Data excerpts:
BEGIN

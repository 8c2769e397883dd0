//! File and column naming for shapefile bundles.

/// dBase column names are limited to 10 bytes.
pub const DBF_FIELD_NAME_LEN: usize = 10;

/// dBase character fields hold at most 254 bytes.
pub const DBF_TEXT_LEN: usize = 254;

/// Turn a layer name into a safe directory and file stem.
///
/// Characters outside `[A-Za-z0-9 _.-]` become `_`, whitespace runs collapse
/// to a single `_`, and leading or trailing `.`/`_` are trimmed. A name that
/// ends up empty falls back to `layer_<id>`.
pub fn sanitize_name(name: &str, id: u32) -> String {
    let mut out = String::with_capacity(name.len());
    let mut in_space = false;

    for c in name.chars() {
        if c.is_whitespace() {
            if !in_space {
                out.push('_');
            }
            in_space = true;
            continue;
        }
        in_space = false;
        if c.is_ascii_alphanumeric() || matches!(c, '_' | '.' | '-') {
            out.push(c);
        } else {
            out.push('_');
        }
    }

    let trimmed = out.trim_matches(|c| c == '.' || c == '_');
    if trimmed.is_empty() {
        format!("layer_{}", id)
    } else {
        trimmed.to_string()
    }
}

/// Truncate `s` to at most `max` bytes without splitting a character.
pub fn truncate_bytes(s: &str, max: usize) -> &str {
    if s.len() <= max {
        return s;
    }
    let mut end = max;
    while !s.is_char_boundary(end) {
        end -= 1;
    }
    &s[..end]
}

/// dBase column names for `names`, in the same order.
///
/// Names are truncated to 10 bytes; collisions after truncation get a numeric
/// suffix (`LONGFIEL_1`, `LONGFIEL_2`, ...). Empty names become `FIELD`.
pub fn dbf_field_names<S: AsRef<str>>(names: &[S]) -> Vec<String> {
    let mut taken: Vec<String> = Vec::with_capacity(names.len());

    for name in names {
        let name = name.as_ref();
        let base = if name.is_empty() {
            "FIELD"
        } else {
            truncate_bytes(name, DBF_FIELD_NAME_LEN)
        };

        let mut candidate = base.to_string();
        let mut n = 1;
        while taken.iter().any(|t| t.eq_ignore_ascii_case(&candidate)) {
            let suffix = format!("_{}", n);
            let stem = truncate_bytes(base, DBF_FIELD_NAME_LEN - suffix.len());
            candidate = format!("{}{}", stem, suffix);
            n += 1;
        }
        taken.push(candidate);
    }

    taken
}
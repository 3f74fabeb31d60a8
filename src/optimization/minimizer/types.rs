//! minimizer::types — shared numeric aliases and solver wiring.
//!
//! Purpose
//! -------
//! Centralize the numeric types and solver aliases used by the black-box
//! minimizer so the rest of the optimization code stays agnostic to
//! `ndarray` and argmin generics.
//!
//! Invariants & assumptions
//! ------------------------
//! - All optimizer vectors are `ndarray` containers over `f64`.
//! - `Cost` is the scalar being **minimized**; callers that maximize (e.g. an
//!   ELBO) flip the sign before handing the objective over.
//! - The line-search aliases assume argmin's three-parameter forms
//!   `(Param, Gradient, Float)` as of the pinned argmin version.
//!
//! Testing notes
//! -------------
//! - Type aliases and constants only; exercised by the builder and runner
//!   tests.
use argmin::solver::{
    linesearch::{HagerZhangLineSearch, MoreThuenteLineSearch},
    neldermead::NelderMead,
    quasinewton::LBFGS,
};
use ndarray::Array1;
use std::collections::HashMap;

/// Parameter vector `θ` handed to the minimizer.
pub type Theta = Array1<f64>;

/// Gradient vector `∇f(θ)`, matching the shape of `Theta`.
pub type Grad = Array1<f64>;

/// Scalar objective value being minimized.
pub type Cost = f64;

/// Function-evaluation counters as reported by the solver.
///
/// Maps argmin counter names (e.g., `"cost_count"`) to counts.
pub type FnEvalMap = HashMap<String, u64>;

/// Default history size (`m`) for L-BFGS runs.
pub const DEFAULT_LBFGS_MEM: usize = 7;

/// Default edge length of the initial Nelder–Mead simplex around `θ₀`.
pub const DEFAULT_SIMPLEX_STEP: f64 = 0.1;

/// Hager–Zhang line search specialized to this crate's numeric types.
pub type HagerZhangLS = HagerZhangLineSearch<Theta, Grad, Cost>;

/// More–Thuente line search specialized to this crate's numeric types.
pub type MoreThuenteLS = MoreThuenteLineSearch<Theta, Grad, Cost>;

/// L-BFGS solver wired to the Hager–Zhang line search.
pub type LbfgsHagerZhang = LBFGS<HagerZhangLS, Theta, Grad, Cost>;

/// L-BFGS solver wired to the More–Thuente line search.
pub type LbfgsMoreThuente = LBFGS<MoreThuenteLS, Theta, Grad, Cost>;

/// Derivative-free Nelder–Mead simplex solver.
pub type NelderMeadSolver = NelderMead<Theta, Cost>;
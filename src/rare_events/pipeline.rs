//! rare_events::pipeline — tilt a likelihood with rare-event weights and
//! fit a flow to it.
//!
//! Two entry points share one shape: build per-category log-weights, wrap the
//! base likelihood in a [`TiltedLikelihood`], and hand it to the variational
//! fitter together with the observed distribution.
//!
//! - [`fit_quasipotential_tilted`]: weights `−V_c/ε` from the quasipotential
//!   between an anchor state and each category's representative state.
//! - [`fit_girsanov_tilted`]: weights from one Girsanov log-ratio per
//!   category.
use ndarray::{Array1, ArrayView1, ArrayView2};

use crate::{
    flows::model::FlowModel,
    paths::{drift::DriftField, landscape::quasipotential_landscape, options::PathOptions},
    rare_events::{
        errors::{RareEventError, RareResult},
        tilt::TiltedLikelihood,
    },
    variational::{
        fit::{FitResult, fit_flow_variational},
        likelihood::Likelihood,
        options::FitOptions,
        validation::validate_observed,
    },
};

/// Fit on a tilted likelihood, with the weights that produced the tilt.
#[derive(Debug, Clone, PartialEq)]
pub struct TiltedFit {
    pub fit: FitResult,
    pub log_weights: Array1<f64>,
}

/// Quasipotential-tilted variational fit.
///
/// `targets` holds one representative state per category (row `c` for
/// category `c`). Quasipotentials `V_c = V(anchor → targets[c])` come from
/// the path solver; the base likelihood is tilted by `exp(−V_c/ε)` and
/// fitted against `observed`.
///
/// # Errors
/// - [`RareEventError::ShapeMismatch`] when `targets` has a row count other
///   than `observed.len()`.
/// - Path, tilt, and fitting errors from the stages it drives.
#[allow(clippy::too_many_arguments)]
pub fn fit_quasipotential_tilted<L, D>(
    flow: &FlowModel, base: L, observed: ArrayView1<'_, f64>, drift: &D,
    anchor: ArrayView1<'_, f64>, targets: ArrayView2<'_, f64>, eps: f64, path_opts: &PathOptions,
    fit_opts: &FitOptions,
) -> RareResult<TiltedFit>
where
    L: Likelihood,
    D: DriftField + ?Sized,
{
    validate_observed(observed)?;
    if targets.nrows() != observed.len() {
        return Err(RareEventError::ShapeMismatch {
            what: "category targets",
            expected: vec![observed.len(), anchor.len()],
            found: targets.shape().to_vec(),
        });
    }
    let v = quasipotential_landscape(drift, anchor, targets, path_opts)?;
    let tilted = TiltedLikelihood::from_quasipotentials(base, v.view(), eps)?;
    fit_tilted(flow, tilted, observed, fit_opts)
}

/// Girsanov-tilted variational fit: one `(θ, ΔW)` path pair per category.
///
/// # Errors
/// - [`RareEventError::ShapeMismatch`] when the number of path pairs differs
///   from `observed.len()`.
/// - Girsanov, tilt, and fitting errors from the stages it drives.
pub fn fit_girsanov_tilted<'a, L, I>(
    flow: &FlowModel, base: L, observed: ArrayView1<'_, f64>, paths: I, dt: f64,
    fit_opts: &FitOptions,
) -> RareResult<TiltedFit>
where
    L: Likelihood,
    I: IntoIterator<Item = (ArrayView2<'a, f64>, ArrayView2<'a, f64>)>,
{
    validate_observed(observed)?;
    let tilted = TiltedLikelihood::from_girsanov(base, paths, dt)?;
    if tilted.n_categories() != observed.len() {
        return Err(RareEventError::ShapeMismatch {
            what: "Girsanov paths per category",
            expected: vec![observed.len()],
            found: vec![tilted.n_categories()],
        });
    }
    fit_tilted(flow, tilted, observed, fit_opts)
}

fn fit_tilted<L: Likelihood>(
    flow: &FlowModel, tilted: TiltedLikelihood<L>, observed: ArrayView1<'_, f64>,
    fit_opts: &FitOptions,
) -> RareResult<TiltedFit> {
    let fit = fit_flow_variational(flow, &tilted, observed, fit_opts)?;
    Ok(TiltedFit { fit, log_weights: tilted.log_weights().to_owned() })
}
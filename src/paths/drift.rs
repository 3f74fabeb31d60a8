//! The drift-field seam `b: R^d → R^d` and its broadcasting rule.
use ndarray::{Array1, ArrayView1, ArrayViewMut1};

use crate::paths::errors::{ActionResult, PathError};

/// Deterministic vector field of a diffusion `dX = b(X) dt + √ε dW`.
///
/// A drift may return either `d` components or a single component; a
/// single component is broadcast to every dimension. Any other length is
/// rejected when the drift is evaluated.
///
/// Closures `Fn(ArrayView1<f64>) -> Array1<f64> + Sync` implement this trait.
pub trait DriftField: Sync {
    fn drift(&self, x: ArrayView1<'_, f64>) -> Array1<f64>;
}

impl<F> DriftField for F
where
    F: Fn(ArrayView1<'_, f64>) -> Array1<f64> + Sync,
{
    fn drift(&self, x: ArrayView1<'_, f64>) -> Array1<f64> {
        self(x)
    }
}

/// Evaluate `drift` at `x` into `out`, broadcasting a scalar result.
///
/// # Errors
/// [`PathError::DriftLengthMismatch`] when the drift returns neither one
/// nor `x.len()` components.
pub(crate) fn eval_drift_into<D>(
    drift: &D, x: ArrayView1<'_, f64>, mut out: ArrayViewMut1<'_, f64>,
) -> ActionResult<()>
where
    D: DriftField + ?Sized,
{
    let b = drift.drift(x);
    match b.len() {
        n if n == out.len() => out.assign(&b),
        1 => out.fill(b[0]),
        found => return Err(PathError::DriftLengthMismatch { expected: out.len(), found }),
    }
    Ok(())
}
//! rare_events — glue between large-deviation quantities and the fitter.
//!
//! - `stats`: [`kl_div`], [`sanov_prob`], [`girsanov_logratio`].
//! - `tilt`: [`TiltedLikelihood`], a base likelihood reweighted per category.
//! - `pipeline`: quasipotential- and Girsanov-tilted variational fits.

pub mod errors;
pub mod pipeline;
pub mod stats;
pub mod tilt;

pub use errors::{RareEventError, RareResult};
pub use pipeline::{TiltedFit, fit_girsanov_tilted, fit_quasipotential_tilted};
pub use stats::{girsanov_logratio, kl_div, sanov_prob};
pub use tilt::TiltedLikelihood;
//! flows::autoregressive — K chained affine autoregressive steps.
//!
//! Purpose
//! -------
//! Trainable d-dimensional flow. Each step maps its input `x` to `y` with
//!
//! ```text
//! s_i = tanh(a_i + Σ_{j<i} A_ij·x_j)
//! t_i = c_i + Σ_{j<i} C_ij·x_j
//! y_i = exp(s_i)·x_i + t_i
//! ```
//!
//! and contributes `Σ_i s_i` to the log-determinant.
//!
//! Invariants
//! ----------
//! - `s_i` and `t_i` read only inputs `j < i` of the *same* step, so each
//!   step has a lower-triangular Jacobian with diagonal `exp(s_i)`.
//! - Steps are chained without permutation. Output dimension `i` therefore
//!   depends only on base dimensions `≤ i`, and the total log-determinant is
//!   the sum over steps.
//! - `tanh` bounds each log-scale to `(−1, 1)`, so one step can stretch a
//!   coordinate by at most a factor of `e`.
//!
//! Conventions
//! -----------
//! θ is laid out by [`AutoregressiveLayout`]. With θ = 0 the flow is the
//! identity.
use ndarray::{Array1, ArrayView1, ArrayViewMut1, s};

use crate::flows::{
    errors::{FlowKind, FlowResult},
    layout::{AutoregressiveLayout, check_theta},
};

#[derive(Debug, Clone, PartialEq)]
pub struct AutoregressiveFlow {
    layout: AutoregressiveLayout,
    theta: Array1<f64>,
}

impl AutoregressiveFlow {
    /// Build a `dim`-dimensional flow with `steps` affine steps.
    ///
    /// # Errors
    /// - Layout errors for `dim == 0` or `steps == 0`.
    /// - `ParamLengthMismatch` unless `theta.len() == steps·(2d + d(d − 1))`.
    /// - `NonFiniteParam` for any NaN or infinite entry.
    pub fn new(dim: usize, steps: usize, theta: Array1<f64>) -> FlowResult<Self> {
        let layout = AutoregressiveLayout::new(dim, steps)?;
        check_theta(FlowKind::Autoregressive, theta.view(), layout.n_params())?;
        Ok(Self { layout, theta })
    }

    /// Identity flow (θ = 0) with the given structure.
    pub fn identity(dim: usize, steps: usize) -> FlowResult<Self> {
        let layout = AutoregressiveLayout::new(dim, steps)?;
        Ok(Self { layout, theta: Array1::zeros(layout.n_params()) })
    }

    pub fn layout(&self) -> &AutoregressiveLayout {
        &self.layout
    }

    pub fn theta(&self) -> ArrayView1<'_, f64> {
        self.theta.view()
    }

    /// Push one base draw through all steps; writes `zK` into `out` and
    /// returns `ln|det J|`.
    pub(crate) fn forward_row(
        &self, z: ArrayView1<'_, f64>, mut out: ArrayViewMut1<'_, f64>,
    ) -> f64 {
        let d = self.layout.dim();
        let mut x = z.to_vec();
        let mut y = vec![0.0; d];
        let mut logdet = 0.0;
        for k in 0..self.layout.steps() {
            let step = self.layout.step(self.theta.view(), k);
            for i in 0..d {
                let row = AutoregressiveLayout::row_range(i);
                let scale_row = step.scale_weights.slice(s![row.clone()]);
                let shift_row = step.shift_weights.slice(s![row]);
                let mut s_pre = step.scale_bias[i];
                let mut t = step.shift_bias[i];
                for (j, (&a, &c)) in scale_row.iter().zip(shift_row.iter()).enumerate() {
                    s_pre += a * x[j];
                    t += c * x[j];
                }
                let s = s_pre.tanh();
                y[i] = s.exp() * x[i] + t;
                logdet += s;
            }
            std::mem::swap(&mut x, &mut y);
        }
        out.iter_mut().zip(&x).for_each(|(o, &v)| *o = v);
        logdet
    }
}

END

▸ Your instructions: Print, from the entries above, the line with "holds one representative", the line with "Girsanov, tilt, and" and all lines between them, exactly and with nothing else.

▸ Reply to the task:
/// `targets` holds one representative state per category (row `c` for
/// category `c`). Quasipotentials `V_c = V(anchor → targets[c])` come from
/// the path solver; the base likelihood is tilted by `exp(−V_c/ε)` and
/// fitted against `observed`.
///
/// # Errors
/// - [`RareEventError::ShapeMismatch`] when `targets` has a row count other
///   than `observed.len()`.
/// - Path, tilt, and fitting errors from the stages it drives.
#[allow(clippy::too_many_arguments)]
pub fn fit_quasipotential_tilted<L, D>(
    flow: &FlowModel, base: L, observed: ArrayView1<'_, f64>, drift: &D,
    anchor: ArrayView1<'_, f64>, targets: ArrayView2<'_, f64>, eps: f64, path_opts: &PathOptions,
    fit_opts: &FitOptions,
) -> RareResult<TiltedFit>
where
    L: Likelihood,
    D: DriftField + ?Sized,
{
    validate_observed(observed)?;
    if targets.nrows() != observed.len() {
        return Err(RareEventError::ShapeMismatch {
            what: "category targets",
            expected: vec![observed.len(), anchor.len()],
            found: targets.shape().to_vec(),
        });
    }
    let v = quasipotential_landscape(drift, anchor, targets, path_opts)?;
    let tilted = TiltedLikelihood::from_quasipotentials(base, v.view(), eps)?;
    fit_tilted(flow, tilted, observed, fit_opts)
}

/// Girsanov-tilted variational fit: one `(θ, ΔW)` path pair per category.
///
/// # Errors
/// - [`RareEventError::ShapeMismatch`] when the number of path pairs differs
///   from `observed.len()`.
/// - Girsanov, tilt, and fitting errors from the stages it drives.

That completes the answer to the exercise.